● Records for the exercise:

- - - - -

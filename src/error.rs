//! Error types for ethotrace
//!
//! Every user-visible failure carries enough context (item path, attribute
//! name, model id) to locate the offending node without a debugger.

use thiserror::Error;

/// Result type alias
pub type Result<T> = std::result::Result<T, Error>;

/// Ethotrace error types
#[derive(Error, Debug)]
pub enum Error {
    /// Path or child lookup miss. Recoverable: the caller decides fallback.
    #[error("item not found: {path}")]
    NotFound {
        /// Slash-joined display-name path that failed to resolve
        path: String,
    },

    /// An expected attribute is absent. The operation for that item aborts,
    /// sibling items continue.
    #[error("missing attribute '{attribute}' on item '{item}'")]
    MissingMetadata {
        /// Path of the item missing the attribute
        item: String,
        /// Name of the absent attribute
        attribute: String,
    },

    /// Trigger channel value does not map to a known category
    #[error("unknown trigger code {code} at step {step} (expected 1-5)")]
    UnknownTriggerCode {
        /// The raw channel value, truncated to integer
        code: i64,
        /// Sample index in the trigger channel
        step: usize,
    },

    /// Series length incompatible with a fixed-length operation
    #[error("shape mismatch: expected {expected} samples, got {actual}")]
    ShapeMismatch {
        /// Length required by the operation
        expected: usize,
        /// Length actually supplied
        actual: usize,
    },

    /// Resample target point outside the source's native time range.
    /// Callers must clip the target axis first.
    #[error("resample target {t} ms outside source range [{t_min}, {t_max}] ms")]
    ResampleOutOfRange {
        /// Offending target time
        t: f64,
        /// First native timestamp of the source
        t_min: f64,
        /// Last native timestamp of the source
        t_max: f64,
    },

    /// Sample period must be positive and finite
    #[error("invalid sample period {0} ms (must be positive and finite)")]
    InvalidSamplePeriod(f64),

    /// Nonlinear least-squares fit failed to converge.
    /// No silent fallback to initial parameters.
    #[error("fit of model '{model}' did not converge after {iterations} iterations")]
    FitDidNotConverge {
        /// Model identifier from the registry
        model: String,
        /// Iterations performed before giving up
        iterations: usize,
    },
}

impl Error {
    /// Build a `NotFound` from path segments
    #[must_use]
    pub fn not_found(segments: &[&str]) -> Self {
        Self::NotFound {
            path: segments.join("/"),
        }
    }
}
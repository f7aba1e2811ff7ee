//! Property-based tests for the alignment arithmetic, normalization
//! policy and store invariants.

use ethotrace::align;
use ethotrace::derived;
use ethotrace::series::Series;
use ethotrace::store::{Node, Store};
use proptest::prelude::*;

/// Non-degenerate sample vectors
fn arb_samples(max_len: usize) -> impl Strategy<Value = Vec<f64>> {
    proptest::collection::vec(-1000.0f64..1000.0, 2..max_len)
}

/// Positive sample periods in a realistic range (0.1 ms to 1 s)
fn arb_dt() -> impl Strategy<Value = f64> {
    0.1f64..1000.0
}

proptest! {
    #![proptest_config(ProptestConfig::with_cases(100))]

    /// Resampling a series at its own native time points reproduces the
    /// original samples (interpolation identity at knot points).
    #[test]
    fn prop_resample_identity_at_knots(samples in arb_samples(200), dt in arb_dt()) {
        let series = Series::new("s", samples.clone(), dt).unwrap();
        let axis = series.native_time_axis();
        let out = align::resample(&series, &axis).unwrap();
        for (resampled, original) in out.iter().zip(&samples) {
            prop_assert!((resampled - original).abs() < 1e-6 * original.abs().max(1.0));
        }
    }

    /// Any target axis clipped to the source range resamples without error.
    #[test]
    fn prop_clipped_axis_always_resamples(
        samples in arb_samples(100),
        dt in arb_dt(),
        targets in proptest::collection::vec(-1e6f64..1e6, 1..50),
    ) {
        let series = Series::new("s", samples, dt).unwrap();
        let clipped = align::clip_axis_to(&series, &targets);
        prop_assert!(align::resample(&series, &clipped).is_ok());
    }

    /// When the window fits entirely inside the data, the aligned slice
    /// has exactly the requested length.
    #[test]
    fn prop_align_to_onset_exact_length(
        len in 10usize..500,
        onset_frac in 0.0f64..1.0,
        baseline in 0usize..50,
        window in 1usize..100,
    ) {
        let data: Vec<f64> = (0..len).map(|i| i as f64).collect();
        let onset = (onset_frac * len as f64) as usize;
        prop_assume!(onset >= baseline);
        prop_assume!(onset - baseline + window <= len);
        let out = align::align_to_onset(&data, onset, baseline, window);
        prop_assert_eq!(out.len(), window);
    }

    /// The aligned slice is always the intersection with the data range,
    /// never longer than requested and never out of bounds.
    #[test]
    fn prop_align_to_onset_never_exceeds(
        len in 1usize..200,
        onset in 0usize..400,
        baseline in 0usize..400,
        window in 0usize..400,
    ) {
        let data: Vec<f64> = (0..len).map(|i| i as f64).collect();
        let out = align::align_to_onset(&data, onset, baseline, window);
        prop_assert!(out.len() <= window);
        prop_assert!(out.len() <= len);
    }

    /// Length normalization always yields exactly the nominal length, and
    /// padding is the multiplicative identity.
    #[test]
    fn prop_pad_or_truncate_length(samples in arb_samples(400), nominal in 1usize..300) {
        let out = derived::pad_or_truncate(&samples, nominal);
        prop_assert_eq!(out.len(), nominal);
        for &v in out.iter().skip(samples.len()) {
            prop_assert_eq!(v, 1.0);
        }
    }

    /// Cursor ranges are ordered and clamped to the data regardless of
    /// cursor order or position.
    #[test]
    fn prop_cursor_range_ordered_and_clamped(
        c1 in -1e5f64..1e5,
        c2 in -1e5f64..1e5,
        dt in arb_dt(),
        len in 0usize..5000,
    ) {
        let (start, end) = align::cursor_range(c1, c2, dt, len);
        prop_assert!(start <= end);
        prop_assert!(end <= len);
    }

    /// Inserting any number of identically-named children yields unique
    /// display names.
    #[test]
    fn prop_unique_names_never_collide(count in 1usize..30) {
        let mut store = Store::new();
        let root = store.add_root(Node::group("root"));
        let ids: Vec<_> = (0..count)
            .map(|_| store.add_child(root, Node::group("x")))
            .collect();
        let mut names: Vec<String> = ids
            .iter()
            .map(|&id| store.node(id).display_name().to_owned())
            .collect();
        names.sort();
        names.dedup();
        prop_assert_eq!(names.len(), count);
    }
}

- - - - -

● Your objective: I need each line of the entries that holds the string "source" located and copied.

● Answer area:
    /// Resample target point outside the source's native time range.
    #[error("resample target {t} ms outside source range [{t_min}, {t_max}] ms")]
        /// First native timestamp of the source
        /// Last native timestamp of the source
    /// Any target axis clipped to the source range resamples without error.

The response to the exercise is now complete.